The specifics of their theology may differ, but gays and lesbians who struggle with their sexuality and look to their Judeo-Christian faith for help can find a wider variety of resources within their denominations and in those of other faiths than ever before, without the demand that they must change or be damned.
According to officials with a local support network, that's particularly true for gay members of The Church of Jesus Christ of Latter-day Saints, several hundred of whom are expected to attend the final sessions of the 16th annual Evergreen International conference today at the Joseph Smith Memorial Building.
David Pruden, director of Evergreen, said his organization which is not formally affiliated with the LDS Church but promotes its doctrines and standards is one of several religious ministries across the country working to provide more resources for homosexuals and their family members.
Gender issue ministry for Latter-day Saints has evolved greatly in the past 16 years, he said. When he joined the organization a decade ago, there were only a couple of LDS therapists considered to be experts on the topic. Early on, organizers went to LDS Family Services for advice on resources and were told, "We don't know what to tell you," he said.
Consequently, the group took direction from the only experts they had, meaning the theories espoused by one or two counselors "probably had a disproportional influence" on what became the group's central focus at that time: "changing" people from homosexual to heterosexual, often with a heavy emphasis on the potential for eternal punishment rather than on coping with daily realities.
"In the early days, this thing was therapist-driven and (LDS) priesthood-driven," Pruden said. "When they set it up, they said, 'What do we do?' where the (church) doctrine says this and therapists believed this. The problem is, there were not a lot of people around who had actually dealt with it around," and those who were dealing with it weren't talking about it particularly if they didn't feel they could change their orientation.
"The influence of people who have lived this has now grown, and they're moving into a longer time now of having been successful" at dealing with homosexual tendencies, even if they haven't seen them evaporate. "It doesn't just go away for everyone," even those who work at overcoming such feelings for years on end, he said.

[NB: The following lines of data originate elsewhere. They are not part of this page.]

//! Field descriptors: how typed resources map to and from XML elements.
//!
//! A resource lists its fields once, in schema order, as [`FieldDescriptor`]s.
//! The same table drives decoding (element name → setter) and Put encoding
//! (getter → element), so there is no reflection and no per-type XML code.

use crate::catalog::{ResourceIdentity, SchemaFamily};
use crate::error::WsmanError;
use crate::parser::XmlElement;
use serde::{Deserialize, Serialize};
use std::collections::{HashMap, HashSet};
use std::fmt::Display;
use std::hash::Hash;
use std::str::FromStr;

/// Reads a field as zero or more wire values.
pub type FieldReader<T> = fn(&T) -> Vec<String>;
/// Writes one wire value into a field.
pub type FieldWriter<T> = fn(&mut T, &str) -> Result<(), String>;

/// How a field takes part in Put.
#[derive(Debug, Clone, Copy, PartialEq, Eq)]
pub enum Access {
    /// Identity field; always sent, even when the caller left it empty
    Key,
    /// Sent whenever it has a value
    Writable,
    /// Never sent
    ReadOnly,
}

/// One element of a resource schema.
pub struct FieldDescriptor<T> {
    pub name: &'static str,
    pub access: Access,
    /// Value sent for an empty key field
    pub default: Option<&'static str>,
    read: FieldReader<T>,
    write: FieldWriter<T>,
}

impl<T> FieldDescriptor<T> {
    pub fn key(name: &'static str, read: FieldReader<T>, write: FieldWriter<T>) -> Self {
        Self::with_access(name, Access::Key, read, write)
    }

    pub fn writable(name: &'static str, read: FieldReader<T>, write: FieldWriter<T>) -> Self {
        Self::with_access(name, Access::Writable, read, write)
    }

    pub fn read_only(name: &'static str, read: FieldReader<T>, write: FieldWriter<T>) -> Self {
        Self::with_access(name, Access::ReadOnly, read, write)
    }

    /// Fixed value for a key field the caller did not fill in.
    pub fn with_default(mut self, value: &'static str) -> Self {
        self.default = Some(value);
        self
    }

    fn with_access(
        name: &'static str,
        access: Access,
        read: FieldReader<T>,
        write: FieldWriter<T>,
    ) -> Self {
        Self {
            name,
            access,
            default: None,
            read,
            write,
        }
    }
}

/// A shape the decoder can fill from XML.
pub trait Fields: Default {
    /// Field descriptors in schema order.
    fn fields() -> Vec<FieldDescriptor<Self>>;
}

/// A resource class addressable through WS-Management.
pub trait Resource: Fields {
    const FAMILY: SchemaFamily;
    const CLASS_NAME: &'static str;

    fn identity() -> ResourceIdentity {
        ResourceIdentity::new(Self::FAMILY, Self::CLASS_NAME)
    }
}

/// Check a schema for duplicate field names.
pub fn validate_fields<T: Fields>() -> Result<(), WsmanError> {
    let mut seen = HashSet::new();
    for field in T::fields() {
        if !seen.insert(field.name) {
            return Err(WsmanError::Schema(format!(
                "field '{}' declared more than once",
                field.name
            )));
        }
    }
    Ok(())
}

/// Fill a `T` from the children of `element`.
///
/// Unknown children are ignored and absent fields keep their zero value.
/// Repeated children append to list fields in document order.
pub fn decode_fields<T: Fields>(element: &XmlElement) -> Result<T, WsmanError> {
    let fields = T::fields();
    let mut value = T::default();
    for child in &element.children {
        if let Some(field) = fields.iter().find(|f| f.name == child.name) {
            (field.write)(&mut value, &child.text).map_err(|reason| {
                WsmanError::MalformedResponse(format!(
                    "<{}> in <{}>: {}",
                    child.name, element.name, reason
                ))
            })?;
        }
    }
    Ok(value)
}

/// Decode the first body child named `root`, or the zero value if none.
///
/// A mismatched root is not an error: callers see an all-zero `T`.
pub fn decode_root<T: Fields>(body: &XmlElement, root: &str) -> Result<T, WsmanError> {
    match body.child(root) {
        Some(element) => decode_fields(element),
        None => Ok(T::default()),
    }
}

/// Ordered `(element, value)` pairs for a Put body.
pub fn encode_fields<T: Fields>(value: &T) -> Vec<(&'static str, String)> {
    let mut out = Vec::new();
    for field in T::fields() {
        match field.access {
            Access::ReadOnly => {}
            Access::Writable => {
                for v in (field.read)(value) {
                    out.push((field.name, v));
                }
            }
            Access::Key => {
                let values = (field.read)(value);
                if values.is_empty() {
                    out.push((field.name, field.default.unwrap_or_default().to_string()));
                } else {
                    out.extend(values.into_iter().map(|v| (field.name, v)));
                }
            }
        }
    }
    out
}

// Reader/writer helpers for descriptor tables.

/// A text field; empty means absent.
pub fn text(value: &str) -> Vec<String> {
    if value.is_empty() {
        Vec::new()
    } else {
        vec![value.to_string()]
    }
}

/// A scalar field; always one value.
pub fn scalar<V: Display>(value: &V) -> Vec<String> {
    vec![value.to_string()]
}

/// A repeated field.
pub fn list(values: &[String]) -> Vec<String> {
    values.to_vec()
}

pub fn set_text(slot: &mut String, raw: &str) -> Result<(), String> {
    *slot = raw.to_string();
    Ok(())
}

pub fn push_text(slot: &mut Vec<String>, raw: &str) -> Result<(), String> {
    slot.push(raw.to_string());
    Ok(())
}

/// Parse a scalar; an empty element leaves the zero value.
pub fn parse_scalar<V>(slot: &mut V, raw: &str) -> Result<(), String>
where
    V: FromStr + Default,
    V::Err: Display,
{
    let raw = raw.trim();
    *slot = if raw.is_empty() {
        V::default()
    } else {
        raw.parse()
            .map_err(|e| format!("cannot parse '{}': {}", raw, e))?
    };
    Ok(())
}

/// Parse an xs:boolean (`true`, `false`, `1`, `0`); empty leaves `false`.
pub fn parse_bool(slot: &mut bool, raw: &str) -> Result<(), String> {
    *slot = match raw.trim() {
        "" | "false" | "0" => false,
        "true" | "1" => true,
        other => return Err(format!("cannot parse '{}' as xs:boolean", other)),
    };
    Ok(())
}

/// Output of methods that only report a `ReturnValue`.
#[derive(Debug, Clone, Default, PartialEq, Eq, Serialize, Deserialize)]
#[serde(rename_all = "PascalCase")]
pub struct ReturnValueOutput {
    pub return_value: u32,
}

impl ReturnValueOutput {
    /// Zero is success for every CIM/AMT method.
    pub fn is_success(&self) -> bool {
        self.return_value == 0
    }
}

impl Fields for ReturnValueOutput {
    fn fields() -> Vec<FieldDescriptor<Self>> {
        vec![FieldDescriptor::read_only(
            "ReturnValue",
            |s: &Self| scalar(&s.return_value),
            |s: &mut Self, raw: &str| parse_scalar(&mut s.return_value, raw),
        )]
    }
}

/// Two-way value ↔ label table for enumerated CIM properties.
///
/// Both values and labels must be unique; this is checked on construction.
#[derive(Debug, Clone)]
pub struct LabelMap<V> {
    by_value: HashMap<V, &'static str>,
    by_label: HashMap<&'static str, V>,
}

impl<V> LabelMap<V>
where
    V: Copy + Eq + Hash + Display,
{
    pub fn new(entries: &[(V, &'static str)]) -> Result<Self, WsmanError> {
        let mut by_value = HashMap::with_capacity(entries.len());
        let mut by_label = HashMap::with_capacity(entries.len());
        for &(value, label) in entries {
            if by_value.insert(value, label).is_some() {
                return Err(WsmanError::Schema(format!(
                    "value {} labelled more than once",
                    value
                )));
            }
            if by_label.insert(label, value).is_some() {
                return Err(WsmanError::Schema(format!(
                    "label '{}' used for more than one value",
                    label
                )));
            }
        }
        Ok(Self { by_value, by_label })
    }

    pub fn label(&self, value: V) -> Option<&'static str> {
        self.by_value.get(&value).copied()
    }

    pub fn value(&self, label: &str) -> Option<V> {
        self.by_label.get(label).copied()
    }

    /// Label for `value`, or `Value(<n>)` when unknown.
    pub fn describe(&self, value: V) -> String {
        match self.label(value) {
            Some(label) => label.to_string(),
            None => format!("Value({})", value),
        }
    }

    pub fn len(&self) -> usize {
        self.by_value.len()
    }

    pub fn is_empty(&self) -> bool {
        self.by_value.is_empty()
    }
}

#[cfg(test)]
mod tests {
    use super::*;
    use crate::parser::parse_document;

    #[derive(Debug, Default, PartialEq)]
    struct Sample {
        instance_id: String,
        enabled: bool,
        count: u16,
        tags: Vec<String>,
        status: String,
    }

    impl Fields for Sample {
        fn fields() -> Vec<FieldDescriptor<Self>> {
            vec![
                FieldDescriptor::key(
                    "InstanceID",
                    |s: &Self| text(&s.instance_id),
                    |s: &mut Self, raw: &str| set_text(&mut s.instance_id, raw),
                )
                .with_default("Sample 0"),
                FieldDescriptor::writable(
                    "Enabled",
                    |s: &Self| scalar(&s.enabled),
                    |s: &mut Self, raw: &str| parse_bool(&mut s.enabled, raw),
                ),
                FieldDescriptor::writable(
                    "Count",
                    |s: &Self| scalar(&s.count),
                    |s: &mut Self, raw: &str| parse_scalar(&mut s.count, raw),
                ),
                FieldDescriptor::writable(
                    "Tags",
                    |s: &Self| list(&s.tags),
                    |s: &mut Self, raw: &str| push_text(&mut s.tags, raw),
                ),
                FieldDescriptor::read_only(
                    "Status",
                    |s: &Self| text(&s.status),
                    |s: &mut Self, raw: &str| set_text(&mut s.status, raw),
                ),
            ]
        }
    }

    #[derive(Default)]
    struct Duplicated;

    impl Fields for Duplicated {
        fn fields() -> Vec<FieldDescriptor<Self>> {
            vec![
                FieldDescriptor::read_only(
                    "Name",
                    |_: &Self| Vec::new(),
                    |_: &mut Self, _: &str| Ok(()),
                ),
                FieldDescriptor::read_only(
                    "Name",
                    |_: &Self| Vec::new(),
                    |_: &mut Self, _: &str| Ok(()),
                ),
            ]
        }
    }

    #[test]
    fn test_decode_known_unknown_and_missing() {
        let element = parse_document(
            b"<Sample><Count>7</Count><Unknown>x</Unknown><Tags>a</Tags><Tags>b</Tags><Enabled>true</Enabled></Sample>",
        )
        .unwrap();
        let sample: Sample = decode_fields(&element).unwrap();
        assert_eq!(sample.count, 7);
        assert!(sample.enabled);
        assert_eq!(sample.tags, vec!["a".to_string(), "b".to_string()]);
        assert_eq!(sample.instance_id, "");
        assert_eq!(sample.status, "");
    }

    #[test]
    fn test_decode_empty_scalar_is_zero() {
        let element = parse_document(b"<Sample><Count/><Enabled></Enabled></Sample>").unwrap();
        let sample: Sample = decode_fields(&element).unwrap();
        assert_eq!(sample, Sample::default());
    }

    #[test]
    fn test_decode_bad_scalar_is_malformed() {
        let element = parse_document(b"<Sample><Count>lots</Count></Sample>").unwrap();
        let err = decode_fields::<Sample>(&element).unwrap_err();
        assert!(matches!(err, WsmanError::MalformedResponse(_)));
    }

    #[test]
    fn test_decode_root_mismatch_is_zero_value() {
        let body = parse_document(b"<Body><Other><Count>3</Count></Other></Body>").unwrap();
        let sample: Sample = decode_root(&body, "Sample").unwrap();
        assert_eq!(sample, Sample::default());
    }

    #[test]
    fn test_encode_order_and_access() {
        let sample = Sample {
            instance_id: String::new(),
            enabled: false,
            count: 2,
            tags: vec!["x".to_string(), "y".to_string()],
            status: "ignored".to_string(),
        };
        let fields = encode_fields(&sample);
        assert_eq!(
            fields,
            vec![
                ("InstanceID", "Sample 0".to_string()),
                ("Enabled", "false".to_string()),
                ("Count", "2".to_string()),
                ("Tags", "x".to_string()),
                ("Tags", "y".to_string()),
            ]
        );
    }

    #[test]
    fn test_encode_key_keeps_caller_value() {
        let sample = Sample {
            instance_id: "Sample 9".to_string(),
            ..Default::default()
        };
        let fields = encode_fields(&sample);
        assert_eq!(fields[0], ("InstanceID", "Sample 9".to_string()));
    }

    #[test]
    fn test_parse_bool_lexical_forms() {
        let mut flag = false;
        let cases = [
            ("1", true),
            ("0", false),
            (" true ", true),
            ("false", false),
            ("", false),
        ];
        for (raw, expected) in cases {
            parse_bool(&mut flag, raw).unwrap();
            assert_eq!(flag, expected, "input {:?}", raw);
        }
        assert!(parse_bool(&mut flag, "yes").is_err());
        assert!(parse_bool(&mut flag, "TRUE").is_err());
    }

    #[test]
    fn test_validate_fields() {
        assert!(validate_fields::<Sample>().is_ok());
        assert!(matches!(
            validate_fields::<Duplicated>(),
            Err(WsmanError::Schema(_))
        ));
    }

    #[test]
    fn test_return_value_output() {
        let element = parse_document(
            b"<RequestStateChange_OUTPUT><ReturnValue>4096</ReturnValue></RequestStateChange_OUTPUT>",
        )
        .unwrap();
        let output: ReturnValueOutput = decode_fields(&element).unwrap();
        assert_eq!(output.return_value, 4096);
        assert!(!output.is_success());
    }

    #[test]
    fn test_label_map_lookup() {
        let map = LabelMap::new(&[(2u16, "Enabled"), (3, "Disabled")]).unwrap();
        assert_eq!(map.label(2), Some("Enabled"));
        assert_eq!(map.value("Disabled"), Some(3));
        assert_eq!(map.describe(9), "Value(9)");
        assert_eq!(map.len(), 2);
    }

    #[test]
    fn test_label_map_rejects_duplicates() {
        assert!(LabelMap::new(&[(1u8, "A"), (1, "B")]).is_err());
        assert!(LabelMap::new(&[(1u8, "A"), (2, "A")]).is_err());
    }
}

"We've seen many of those people who are marrying, who have become bishops and stake presidents," and many of those who sought help early on "are now exerting themselves much more in the process" of reaching out to others with similar struggles through Evergreen, Pruden said. "It's no longer controlled by theoreticians" with no personal understanding of what is helpful and what isn't.
Top LDS leaders have advocated compassion more heavily in recent years, stating that those with homosexual tendencies may participate in the faith's most sacred ordinances if they live church standards, which prohibit homosexual behavior. A lengthy discussion on the topic by Elders Dallin H. Oaks and Lance B. Wickman was recently posted quietly in the "newsroom" section of the church's Web site www.lds.org under the tab "same gender attraction," though there was no indication of that posting on the main Web page itself.

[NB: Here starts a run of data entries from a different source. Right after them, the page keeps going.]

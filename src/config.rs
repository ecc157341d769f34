//! Configuration types for the WS-Management client.

use crate::envelope::{DEFAULT_MAX_CHARACTERS, DEFAULT_MAX_ELEMENTS, DEFAULT_OPERATION_TIMEOUT};
use crate::error::WsmanError;
use serde::{Deserialize, Serialize};
use std::path::Path;

/// Default AMT WS-Management port (HTTP).
pub const DEFAULT_AMT_PORT: u16 = 16992;
/// Default AMT WS-Management port (TLS).
pub const DEFAULT_AMT_TLS_PORT: u16 = 16993;

/// Main configuration.
#[derive(Debug, Clone, Serialize, Deserialize)]
#[serde(default)]
pub struct WsmanConfig {
    /// Config version
    pub version: String,

    /// Device endpoint and credentials
    pub endpoint: EndpointConfig,

    /// Request envelope settings
    pub envelope: EnvelopeConfig,

    /// Enumerate/Pull limits
    pub enumeration: EnumerationConfig,
}

impl Default for WsmanConfig {
    fn default() -> Self {
        Self {
            version: "1".to_string(),
            endpoint: EndpointConfig::default(),
            envelope: EnvelopeConfig::default(),
            enumeration: EnumerationConfig::default(),
        }
    }
}

impl WsmanConfig {
    /// Load and validate a YAML config file.
    pub fn from_yaml_file(path: &Path) -> Result<Self, WsmanError> {
        let content = std::fs::read_to_string(path)?;
        let config: Self = serde_yaml::from_str(&content)
            .map_err(|e| WsmanError::Config(format!("{}: {}", path.display(), e)))?;
        config.validate()?;
        Ok(config)
    }

    /// Reject settings that would produce unusable requests.
    pub fn validate(&self) -> Result<(), WsmanError> {
        if self.endpoint.host.is_empty() {
            return Err(WsmanError::Config("endpoint.host must not be empty".to_string()));
        }
        if self.envelope.operation_timeout.is_empty() {
            return Err(WsmanError::Config(
                "envelope.operation_timeout must not be empty".to_string(),
            ));
        }
        if self.enumeration.max_elements == 0 {
            return Err(WsmanError::Config(
                "enumeration.max_elements must be at least 1".to_string(),
            ));
        }
        if self.enumeration.max_characters == 0 {
            return Err(WsmanError::Config(
                "enumeration.max_characters must be at least 1".to_string(),
            ));
        }
        if self.enumeration.max_pulls == 0 {
            return Err(WsmanError::Config(
                "enumeration.max_pulls must be at least 1".to_string(),
            ));
        }
        Ok(())
    }
}

/// Device endpoint.
#[derive(Debug, Clone, Serialize, Deserialize)]
#[serde(default)]
pub struct EndpointConfig {
    /// Host name or address
    pub host: String,

    /// Port (16992 plain, 16993 TLS on AMT)
    pub port: u16,

    /// Use https
    pub use_tls: bool,

    /// Request path
    pub path: String,

    /// User name for Basic credentials
    pub username: String,

    /// Password; when unset no Authorization header is sent
    pub password: Option<String>,

    /// Per-request timeout in seconds
    pub timeout_secs: u64,
}

impl Default for EndpointConfig {
    fn default() -> Self {
        Self {
            host: "localhost".to_string(),
            port: DEFAULT_AMT_PORT,
            use_tls: false,
            path: "/wsman".to_string(),
            username: "admin".to_string(),
            password: None,
            timeout_secs: 30,
        }
    }
}

impl EndpointConfig {
    /// Full endpoint URL.
    pub fn url(&self) -> String {
        let scheme = if self.use_tls { "https" } else { "http" };
        format!("{}://{}:{}{}", scheme, self.host, self.port, self.path)
    }
}

/// Request envelope settings.
#[derive(Debug, Clone, Serialize, Deserialize)]
#[serde(default)]
pub struct EnvelopeConfig {
    /// WS-Management OperationTimeout (xs:duration)
    pub operation_timeout: String,

    /// First MessageID of a session
    pub message_id_base: u64,
}

impl Default for EnvelopeConfig {
    fn default() -> Self {
        Self {
            operation_timeout: DEFAULT_OPERATION_TIMEOUT.to_string(),
            message_id_base: 0,
        }
    }
}

/// Enumerate/Pull limits.
#[derive(Debug, Clone, Serialize, Deserialize)]
#[serde(default)]
pub struct EnumerationConfig {
    /// MaxElements sent with every Pull
    pub max_elements: u32,

    /// MaxCharacters sent with every Pull
    pub max_characters: u32,

    /// Upper bound on Pull round trips per enumeration
    pub max_pulls: u32,
}

impl Default for EnumerationConfig {
    fn default() -> Self {
        Self {
            max_elements: DEFAULT_MAX_ELEMENTS,
            max_characters: DEFAULT_MAX_CHARACTERS,
            max_pulls: 1000,
        }
    }
}

#[cfg(test)]
mod tests {
    use super::*;

    #[test]
    fn test_default_config() {
        let config = WsmanConfig::default();
        assert_eq!(config.endpoint.port, 16992);
        assert!(!config.endpoint.use_tls);
        assert_eq!(config.envelope.operation_timeout, "PT60S");
        assert_eq!(config.enumeration.max_elements, 999);
        assert_eq!(config.enumeration.max_characters, 99_999);
        assert!(config.validate().is_ok());
    }

    #[test]
    fn test_endpoint_url() {
        let mut endpoint = EndpointConfig::default();
        assert_eq!(endpoint.url(), "http://localhost:16992/wsman");

        endpoint.use_tls = true;
        endpoint.port = DEFAULT_AMT_TLS_PORT;
        endpoint.host = "10.0.0.5".to_string();
        assert_eq!(endpoint.url(), "https://10.0.0.5:16993/wsman");
    }

    #[test]
    fn test_config_serialization() {
        let config = WsmanConfig::default();
        let yaml = serde_yaml::to_string(&config).unwrap();
        let parsed: WsmanConfig = serde_yaml::from_str(&yaml).unwrap();
        assert_eq!(parsed.endpoint.port, config.endpoint.port);
        assert_eq!(parsed.enumeration.max_pulls, config.enumeration.max_pulls);
    }

    #[test]
    fn test_config_from_yaml() {
        let yaml = r#"
version: "1"
endpoint:
  host: amt.example.com
  use_tls: true
  port: 16993
  password: "P@ssw0rd"
envelope:
  operation_timeout: PT30S
  message_id_base: 100
enumeration:
  max_elements: 50
"#;
        let config: WsmanConfig = serde_yaml::from_str(yaml).unwrap();
        assert_eq!(config.endpoint.host, "amt.example.com");
        assert_eq!(config.endpoint.username, "admin");
        assert_eq!(config.endpoint.password.as_deref(), Some("P@ssw0rd"));
        assert_eq!(config.envelope.operation_timeout, "PT30S");
        assert_eq!(config.envelope.message_id_base, 100);
        assert_eq!(config.enumeration.max_elements, 50);
        assert_eq!(config.enumeration.max_characters, 99_999);
    }

    #[test]
    fn test_from_yaml_file() {
        let dir = std::env::temp_dir().join(format!("wsman-amt-config-{}", std::process::id()));
        std::fs::create_dir_all(&dir).unwrap();

        let good = dir.join("good.yaml");
        std::fs::write(&good, "endpoint:\n  host: 10.0.0.7\n").unwrap();
        let config = WsmanConfig::from_yaml_file(&good).unwrap();
        assert_eq!(config.endpoint.host, "10.0.0.7");

        let bad = dir.join("bad.yaml");
        std::fs::write(&bad, "enumeration:\n  max_pulls: many\n").unwrap();
        assert!(matches!(
            WsmanConfig::from_yaml_file(&bad),
            Err(WsmanError::Config(_))
        ));

        let zero = dir.join("zero.yaml");
        std::fs::write(&zero, "enumeration:\n  max_pulls: 0\n").unwrap();
        assert!(matches!(
            WsmanConfig::from_yaml_file(&zero),
            Err(WsmanError::Config(_))
        ));

        assert!(matches!(
            WsmanConfig::from_yaml_file(&dir.join("missing.yaml")),
            Err(WsmanError::Io(_))
        ));

        std::fs::remove_dir_all(&dir).unwrap();
    }

    #[test]
    fn test_validate_rejects_zero_limits() {
        let mut config = WsmanConfig::default();
        config.enumeration.max_elements = 0;
        assert!(matches!(config.validate(), Err(WsmanError::Config(_))));

        let mut config = WsmanConfig::default();
        config.enumeration.max_pulls = 0;
        assert!(config.validate().is_err());

        let mut config = WsmanConfig::default();
        config.envelope.operation_timeout.clear();
        assert!(config.validate().is_err());
    }
}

Evergreen's goal now is for every person to be successful in dealing with their feelings while living LDS standards, Pruden said, whether that means eventually changing orientation or simply learning how to cope with unwanted homosexual tendencies.
That approach seems to fall in line with that of other large ministries whose focus has become one of compassion and providing resources, supporting the idea that a change in orientation is possible while recognizing that people will ultimately make their own lifestyle choices
Alan Chambers, president of Exodus International, told the Deseret Morning News on Thursday that his organization dubbed the world's largest evangelical Christian ministry on gender issues hears from thousands of clergy each year who are trying to "reach out with a compassionate heart to those who are hurting. Our message is you don't have to know a whole lot about homosexuality to reach out in compassion and kindness. All you have to do is have a heart for people, and we're seeing pastors in churches coming into that."
In years past, such ministries were "afraid to give any credence toward the argument that (homosexuality) could be genetic. Today, we don't think there is any harm in saying we're genetically made people it's something that factors into our development."
While Chambers believes scientists may one day find a conclusive link between genetics and homosexuality, "in my opinion, that will never be something that forces someone to be gay or straight. Far more goes into it than just that," including developmental and psychological factors that have already been definitively linked to sexual orientation.Comment on this story
Chambers, who said he overcame his own unwanted homosexuality, was Evergreen's keynote speaker on Friday. He believes that no matter how sexual orientation develops, "the fact is people who are highly motivated and want to find a way out can. ... Often activists try to prove that people can't change, and on the other side you have some Christian ministries trying to derail the genetic argument."We need to come to some common ground. People have the right to choose how they want to live their lives. I didn't choose to feel gay, but I did choose to overcome it," he said. "I think it's important to support what science brings about. And if a scientific link to genetics is proven someday, that doesn't mean we can't change."